What is expected –
Scan the material below for "None", then return each line that contains it.

Recorded data –
•••
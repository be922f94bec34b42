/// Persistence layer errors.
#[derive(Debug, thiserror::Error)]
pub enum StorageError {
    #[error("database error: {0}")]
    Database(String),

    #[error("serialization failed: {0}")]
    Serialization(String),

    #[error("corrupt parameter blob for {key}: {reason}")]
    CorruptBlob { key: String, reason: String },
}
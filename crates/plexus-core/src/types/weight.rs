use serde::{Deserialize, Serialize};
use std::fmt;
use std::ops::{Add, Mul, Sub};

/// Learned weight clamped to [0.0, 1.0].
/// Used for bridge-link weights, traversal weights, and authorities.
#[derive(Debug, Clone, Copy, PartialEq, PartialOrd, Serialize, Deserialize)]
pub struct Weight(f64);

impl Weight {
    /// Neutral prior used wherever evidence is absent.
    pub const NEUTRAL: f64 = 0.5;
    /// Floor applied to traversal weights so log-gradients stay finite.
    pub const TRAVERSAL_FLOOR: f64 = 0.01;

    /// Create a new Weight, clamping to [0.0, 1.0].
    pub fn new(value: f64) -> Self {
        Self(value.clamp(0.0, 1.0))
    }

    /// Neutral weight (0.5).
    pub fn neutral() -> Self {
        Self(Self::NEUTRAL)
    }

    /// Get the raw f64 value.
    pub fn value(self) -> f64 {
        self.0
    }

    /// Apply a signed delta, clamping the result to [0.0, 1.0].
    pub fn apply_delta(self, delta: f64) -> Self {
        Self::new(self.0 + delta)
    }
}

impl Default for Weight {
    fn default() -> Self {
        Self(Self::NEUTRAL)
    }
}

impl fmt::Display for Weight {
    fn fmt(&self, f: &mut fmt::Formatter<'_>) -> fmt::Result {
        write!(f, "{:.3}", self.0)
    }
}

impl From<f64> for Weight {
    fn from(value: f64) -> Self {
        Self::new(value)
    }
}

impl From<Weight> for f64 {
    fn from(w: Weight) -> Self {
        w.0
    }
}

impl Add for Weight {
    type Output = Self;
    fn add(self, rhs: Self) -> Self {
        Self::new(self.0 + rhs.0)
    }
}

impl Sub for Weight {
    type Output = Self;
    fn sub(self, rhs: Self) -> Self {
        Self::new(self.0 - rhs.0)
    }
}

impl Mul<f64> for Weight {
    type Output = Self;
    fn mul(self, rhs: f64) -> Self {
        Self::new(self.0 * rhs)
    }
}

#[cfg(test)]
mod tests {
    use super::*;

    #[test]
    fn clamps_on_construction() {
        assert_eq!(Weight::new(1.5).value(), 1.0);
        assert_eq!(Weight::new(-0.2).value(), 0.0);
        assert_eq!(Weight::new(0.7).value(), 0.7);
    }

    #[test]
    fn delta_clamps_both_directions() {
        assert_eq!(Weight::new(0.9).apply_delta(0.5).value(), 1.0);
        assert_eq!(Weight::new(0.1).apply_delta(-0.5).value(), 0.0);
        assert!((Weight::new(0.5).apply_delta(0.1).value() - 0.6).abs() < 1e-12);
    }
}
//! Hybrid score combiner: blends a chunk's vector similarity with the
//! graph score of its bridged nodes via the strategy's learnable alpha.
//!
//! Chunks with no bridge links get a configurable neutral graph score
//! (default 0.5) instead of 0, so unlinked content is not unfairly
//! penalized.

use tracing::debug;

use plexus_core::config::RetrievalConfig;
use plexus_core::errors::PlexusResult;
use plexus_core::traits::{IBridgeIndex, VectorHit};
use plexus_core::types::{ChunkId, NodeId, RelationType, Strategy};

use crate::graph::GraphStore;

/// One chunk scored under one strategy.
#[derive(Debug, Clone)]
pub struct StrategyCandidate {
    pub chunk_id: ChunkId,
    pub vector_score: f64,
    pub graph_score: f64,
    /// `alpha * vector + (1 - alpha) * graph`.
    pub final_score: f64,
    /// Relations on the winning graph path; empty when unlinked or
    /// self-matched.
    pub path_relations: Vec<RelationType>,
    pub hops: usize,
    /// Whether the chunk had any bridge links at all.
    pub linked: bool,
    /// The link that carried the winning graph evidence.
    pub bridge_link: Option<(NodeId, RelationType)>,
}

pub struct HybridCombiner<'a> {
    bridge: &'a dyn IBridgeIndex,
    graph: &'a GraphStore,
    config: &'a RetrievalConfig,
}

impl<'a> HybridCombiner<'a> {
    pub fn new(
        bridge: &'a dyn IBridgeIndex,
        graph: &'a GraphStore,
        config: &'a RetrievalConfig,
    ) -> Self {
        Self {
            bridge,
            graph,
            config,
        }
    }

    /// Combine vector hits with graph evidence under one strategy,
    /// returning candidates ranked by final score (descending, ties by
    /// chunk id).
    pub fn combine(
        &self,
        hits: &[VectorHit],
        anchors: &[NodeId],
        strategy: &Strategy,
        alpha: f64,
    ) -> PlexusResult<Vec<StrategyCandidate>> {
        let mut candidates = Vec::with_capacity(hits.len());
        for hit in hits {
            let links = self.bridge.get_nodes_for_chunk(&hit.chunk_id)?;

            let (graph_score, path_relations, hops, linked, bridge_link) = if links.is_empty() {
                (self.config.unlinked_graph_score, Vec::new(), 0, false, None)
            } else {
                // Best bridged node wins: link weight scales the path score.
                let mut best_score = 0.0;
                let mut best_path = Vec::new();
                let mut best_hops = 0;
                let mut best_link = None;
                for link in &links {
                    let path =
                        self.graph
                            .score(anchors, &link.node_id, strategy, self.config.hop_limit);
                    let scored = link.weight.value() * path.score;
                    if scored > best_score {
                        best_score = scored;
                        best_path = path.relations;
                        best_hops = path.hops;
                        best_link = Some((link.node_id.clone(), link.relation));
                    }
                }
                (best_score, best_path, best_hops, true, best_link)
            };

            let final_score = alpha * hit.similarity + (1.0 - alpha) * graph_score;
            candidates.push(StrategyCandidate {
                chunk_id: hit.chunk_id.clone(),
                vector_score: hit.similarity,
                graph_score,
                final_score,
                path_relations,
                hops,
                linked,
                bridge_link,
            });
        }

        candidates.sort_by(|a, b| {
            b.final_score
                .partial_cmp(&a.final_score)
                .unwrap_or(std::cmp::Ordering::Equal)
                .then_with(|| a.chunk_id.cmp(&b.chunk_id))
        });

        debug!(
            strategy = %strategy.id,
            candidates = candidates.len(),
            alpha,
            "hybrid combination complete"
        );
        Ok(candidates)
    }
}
•••
Response area –
                (self.config.unlinked_graph_score, Vec::new(), 0, false, None)
                let mut best_link = None;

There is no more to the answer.